I reached the swimming pool. The still water reflected the pale moonlight like a damn perfect, mocking mirror. The ache was getting unbearable now like a sickening combination of nausea and a weight so heavy it felt as though my chest might collapse under it.
I dropped to my knees beside the pool, gripping the edge with trembling hands. My reflection stared back at me, hollow-eyed and broken. The ache swelled, and then it hit me-a realization that struck like a dagger between my ribs.
I was falling for him. For Judas Romanovski. My captor. My tormentor.
“No.” The word escaped me in a strangled whisper like I was trying to deny it. But it wasn’t enough.
The memories surged forward, of everything, the first moment I met his eyes, to the day he chased me down the basement with a blade. He was cruel, why had I ignored it? The way his hand had brushed against mine, the chaotic intensity in his eyes when he thought I was not looking. The softness in his voice couldn’t hide the things he did to me. What the hell was wrong with me?
I gripped my hair, pulling at the roots as if I could yank the feelings out of my skull. “Stop it,” I hissed to myself. “Stop it, stop it, stop it.” My voice broke and splintered into sobs.
Tears poured down my face, hot and endless, as I doubled over, clutching my stomach. The nausea churned with the ache, and I thought for a moment that I might actually throw up.
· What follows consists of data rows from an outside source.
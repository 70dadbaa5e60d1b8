//! The directory service: fetch, extract, cache, and fall back.

use std::sync::Arc;
use std::time::Instant;

use facdir_core::{DirectoryConfig, Error, FacultyEntry, FetchBackend, Result};
use tokio::sync::Mutex;

use crate::cache::{CacheRecord, FacultyCache};
use crate::pipeline::Extractor;

pub struct FacultyDirectory {
    fetcher: Arc<dyn FetchBackend>,
    cfg: DirectoryConfig,
    extractor: Arc<Extractor>,
    cache: FacultyCache,
    refresh_lock: Mutex<()>,
}

impl FacultyDirectory {
    pub fn new(fetcher: Arc<dyn FetchBackend>, cfg: DirectoryConfig) -> Result<Self> {
        Self::with_cache(fetcher, cfg, FacultyCache::new())
    }

    /// Use an existing cache, e.g. one pre-seeded in tests or shared with another owner.
    pub fn with_cache(
        fetcher: Arc<dyn FetchBackend>,
        cfg: DirectoryConfig,
        cache: FacultyCache,
    ) -> Result<Self> {
        cfg.validate()?;
        let extractor = Arc::new(Extractor::new(&cfg)?);
        Ok(Self {
            fetcher,
            cfg,
            extractor,
            cache,
            refresh_lock: Mutex::new(()),
        })
    }

    pub fn config(&self) -> &DirectoryConfig {
        &self.cfg
    }

    pub fn cache(&self) -> &FacultyCache {
        &self.cache
    }

    pub fn fallback(&self) -> Vec<FacultyEntry> {
        self.cfg.fallback.clone()
    }

    /// Current cache contents, fresh or not. Never touches the network.
    pub async fn cached(&self) -> Option<CacheRecord> {
        self.cache.get().await
    }

    /// Always returns a non-empty list: fresh cache, new scrape, stale cache, or fallback.
    pub async fn get_faculty_list(&self) -> Vec<FacultyEntry> {
        let ttl = self.cfg.freshness();
        if let Some(data) = self.cache.get_fresh(ttl).await {
            tracing::debug!(entries = data.len(), "serving fresh cache");
            return data;
        }

        let _guard = self.refresh_lock.lock().await;
        // Another caller may have refreshed while we waited.
        if let Some(data) = self.cache.get_fresh(ttl).await {
            tracing::debug!(entries = data.len(), "cache refreshed by a concurrent caller");
            return data;
        }

        match self.refresh_locked().await {
            Ok(data) if !data.is_empty() => data,
            Ok(_) => {
                tracing::warn!(url = %self.cfg.source_url, "extraction found no entries");
                self.stale_or_fallback().await
            }
            Err(e) => {
                tracing::warn!(url = %self.cfg.source_url, error = %e, "refresh failed");
                self.stale_or_fallback().await
            }
        }
    }

    /// Run the pipeline now, ignoring freshness. Non-empty results replace the cache.
    pub async fn refresh(&self) -> Result<Vec<FacultyEntry>> {
        let _guard = self.refresh_lock.lock().await;
        self.refresh_locked().await
    }

    async fn refresh_locked(&self) -> Result<Vec<FacultyEntry>> {
        let data = self.scrape().await?;
        if self.cache.set(data.clone()).await {
            tracing::info!(entries = data.len(), "faculty cache updated");
        }
        Ok(data)
    }

    /// Fetch and extract without touching the cache.
    pub async fn scrape(&self) -> Result<Vec<FacultyEntry>> {
        let t0 = Instant::now();
        let req = self.cfg.fetch_request();
        let resp = self.fetcher.fetch(&req).await?;
        if !resp.is_success() {
            return Err(Error::HttpStatus {
                status: resp.status,
                url: resp.final_url,
            });
        }
        tracing::debug!(
            url = %resp.final_url,
            bytes = resp.bytes.len(),
            truncated = resp.truncated,
            elapsed_ms = t0.elapsed().as_millis() as u64,
            "fetched source page"
        );

        let html = resp.text_lossy();
        let base = resp.final_url;
        let extractor = self.extractor.clone();
        let data =
            tokio::task::spawn_blocking(move || extractor.extract(&html, Some(base.as_str())))
                .await
                .map_err(|e| Error::Extract(format!("extraction task failed: {e}")))??;

        tracing::info!(
            entries = data.len(),
            elapsed_ms = t0.elapsed().as_millis() as u64,
            "scraped faculty list"
        );
        Ok(data)
    }

    async fn stale_or_fallback(&self) -> Vec<FacultyEntry> {
        match self.cache.get().await {
            Some(rec) => {
                tracing::info!(
                    entries = rec.data.len(),
                    age_s = rec.age().as_secs(),
                    "serving stale cache"
                );
                rec.data
            }
            None => {
                tracing::info!("serving static fallback list");
                self.fallback()
            }
        }
    }
}

#[cfg(test)]
mod tests {
    use super::*;
    use facdir_core::{FetchRequest, FetchResponse, DEFAULT_SENTINEL_DEPARTMENT};
    use std::sync::atomic::{AtomicUsize, Ordering};
    use std::time::{Duration, SystemTime};

    const PAGE: &str = r#"<html><body>
        <h2>Department of Mathematics</h2>
        <h3>Prof. Jane Doe</h3>
        <p>Associate Professor</p>
    </body></html>"#;

    enum Reply {
        Page(&'static str),
        Status(u16),
        Down,
    }

    struct CountingFetcher {
        calls: AtomicUsize,
        reply: std::sync::Mutex<Reply>,
        delay: Duration,
    }

    impl CountingFetcher {
        fn new(reply: Reply) -> Arc<Self> {
            Arc::new(Self {
                calls: AtomicUsize::new(0),
                reply: std::sync::Mutex::new(reply),
                delay: Duration::ZERO,
            })
        }

        fn slow(reply: Reply, delay: Duration) -> Arc<Self> {
            Arc::new(Self {
                calls: AtomicUsize::new(0),
                reply: std::sync::Mutex::new(reply),
                delay,
            })
        }

        fn calls(&self) -> usize {
            self.calls.load(Ordering::SeqCst)
        }

        fn set_reply(&self, reply: Reply) {
            *self.reply.lock().unwrap() = reply;
        }
    }

    #[async_trait::async_trait]
    impl FetchBackend for CountingFetcher {
        async fn fetch(&self, req: &FetchRequest) -> Result<FetchResponse> {
            self.calls.fetch_add(1, Ordering::SeqCst);
            if !self.delay.is_zero() {
                tokio::time::sleep(self.delay).await;
            }
            let (status, body) = match &*self.reply.lock().unwrap() {
                Reply::Page(html) => (200, html.as_bytes().to_vec()),
                Reply::Status(s) => (*s, b"error".to_vec()),
                Reply::Down => return Err(Error::Fetch("connection refused".to_string())),
            };
            Ok(FetchResponse {
                url: req.url.clone(),
                final_url: req.url.clone(),
                status,
                content_type: Some("text/html".to_string()),
                bytes: body,
                truncated: false,
            })
        }
    }

    fn directory(f: Arc<CountingFetcher>) -> FacultyDirectory {
        let cfg = DirectoryConfig::for_source("https://example.edu/faculty.html");
        FacultyDirectory::new(f, cfg).unwrap()
    }

    #[tokio::test]
    async fn end_to_end_heading_and_person() {
        let f = CountingFetcher::new(Reply::Page(PAGE));
        let d = directory(f.clone());
        let out = d.get_faculty_list().await;
        assert_eq!(out.len(), 1);
        assert_eq!(out[0].name, "Prof. Jane Doe");
        assert_eq!(out[0].department, "Mathematics");
        assert!(out[0].designation.contains("Associate Professor"));
        assert_eq!(f.calls(), 1);
    }

    #[tokio::test]
    async fn fresh_cache_skips_the_network() {
        let f = CountingFetcher::new(Reply::Page(PAGE));
        let d = directory(f.clone());
        let a = d.get_faculty_list().await;
        let b = d.get_faculty_list().await;
        assert_eq!(a, b);
        assert_eq!(f.calls(), 1);
    }

    #[tokio::test]
    async fn expired_cache_triggers_exactly_one_fetch() {
        let f = CountingFetcher::new(Reply::Page(PAGE));
        let d = directory(f.clone());
        let old = vec![d.fallback()[0].clone()];
        d.cache()
            .set_at(old, SystemTime::now() - Duration::from_secs(7 * 3600))
            .await;

        let out = d.get_faculty_list().await;
        assert_eq!(f.calls(), 1);
        assert_eq!(out[0].name, "Prof. Jane Doe");
        d.get_faculty_list().await;
        assert_eq!(f.calls(), 1);
    }

    #[tokio::test]
    async fn failure_without_cache_serves_fallback() {
        for reply in [Reply::Down, Reply::Status(500)] {
            let f = CountingFetcher::new(reply);
            let d = directory(f.clone());
            let out = d.get_faculty_list().await;
            assert!(!out.is_empty());
            assert_eq!(out, d.fallback());
            assert!(out.iter().all(|e| e.department == DEFAULT_SENTINEL_DEPARTMENT));
            // The fallback is never cached.
            assert!(d.cached().await.is_none());
        }
    }

    #[tokio::test]
    async fn failure_with_stale_cache_serves_prior_result() {
        let f = CountingFetcher::new(Reply::Page(PAGE));
        let cfg = DirectoryConfig {
            freshness_s: 0,
            ..DirectoryConfig::for_source("https://example.edu/faculty.html")
        };
        let d = FacultyDirectory::new(f.clone(), cfg).unwrap();
        let first = d.get_faculty_list().await;

        f.set_reply(Reply::Status(503));
        let second = d.get_faculty_list().await;
        assert_eq!(first, second);
        assert_eq!(f.calls(), 2);
    }

    #[tokio::test]
    async fn zero_entry_scrape_keeps_existing_cache() {
        let f = CountingFetcher::new(Reply::Page(
            "<html><body><p>Under maintenance</p></body></html>",
        ));
        let d = directory(f.clone());

        // No cache: fallback, nothing stored.
        assert_eq!(d.get_faculty_list().await, d.fallback());
        assert!(d.cached().await.is_none());

        let prior = vec![FacultyEntry {
            id: "dr-amit-rao".to_string(),
            name: "Dr. Amit Rao".to_string(),
            designation: String::new(),
            department: "Physics".to_string(),
            profile_url: String::new(),
            photo_url: None,
        }];
        let stamp = SystemTime::now() - Duration::from_secs(7 * 3600);
        d.cache().set_at(prior.clone(), stamp).await;

        assert_eq!(d.get_faculty_list().await, prior);
        assert_eq!(d.cached().await.unwrap().fetched_at, stamp);
    }

    #[tokio::test]
    async fn concurrent_callers_at_expiry_share_one_fetch() {
        let f = CountingFetcher::slow(Reply::Page(PAGE), Duration::from_millis(100));
        let d = Arc::new(directory(f.clone()));

        let mut tasks = Vec::new();
        for _ in 0..8 {
            let d = d.clone();
            tasks.push(tokio::spawn(async move { d.get_faculty_list().await }));
        }
        for t in tasks {
            let out = t.await.unwrap();
            assert_eq!(out[0].name, "Prof. Jane Doe");
        }
        assert_eq!(f.calls(), 1);
    }

    #[tokio::test]
    async fn refresh_reports_errors_and_scrape_leaves_cache_alone() {
        let f = CountingFetcher::new(Reply::Status(404));
        let d = directory(f.clone());
        match d.refresh().await {
            Err(Error::HttpStatus { status, .. }) => assert_eq!(status, 404),
            other => panic!("expected HttpStatus, got {other:?}"),
        }

        f.set_reply(Reply::Page(PAGE));
        let out = d.scrape().await.unwrap();
        assert_eq!(out.len(), 1);
        assert!(d.cached().await.is_none());
        d.refresh().await.unwrap();
        assert!(d.cached().await.is_some());
    }

    #[test]
    fn invalid_config_is_rejected() {
        let f = CountingFetcher::new(Reply::Down);
        let cfg = DirectoryConfig::for_source("ftp://example.edu/faculty.html");
        assert!(matches!(
            FacultyDirectory::new(f, cfg),
            Err(Error::InvalidUrl(_))
        ));
    }
}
This wasn’t real. It couldn’t be real. I couldn’t feel this way for him.
But I did. And the truth of it hollowed me out.
The sobs turned into dry heaves, my body trembling uncontrollably. I stared into the water, imagining its cool embrace. Would it be so bad to sink into it? To let it take me away?
The thought was oddly comforting.
Then behind me I heard the soft sound of footsteps. My breath hitched. Him.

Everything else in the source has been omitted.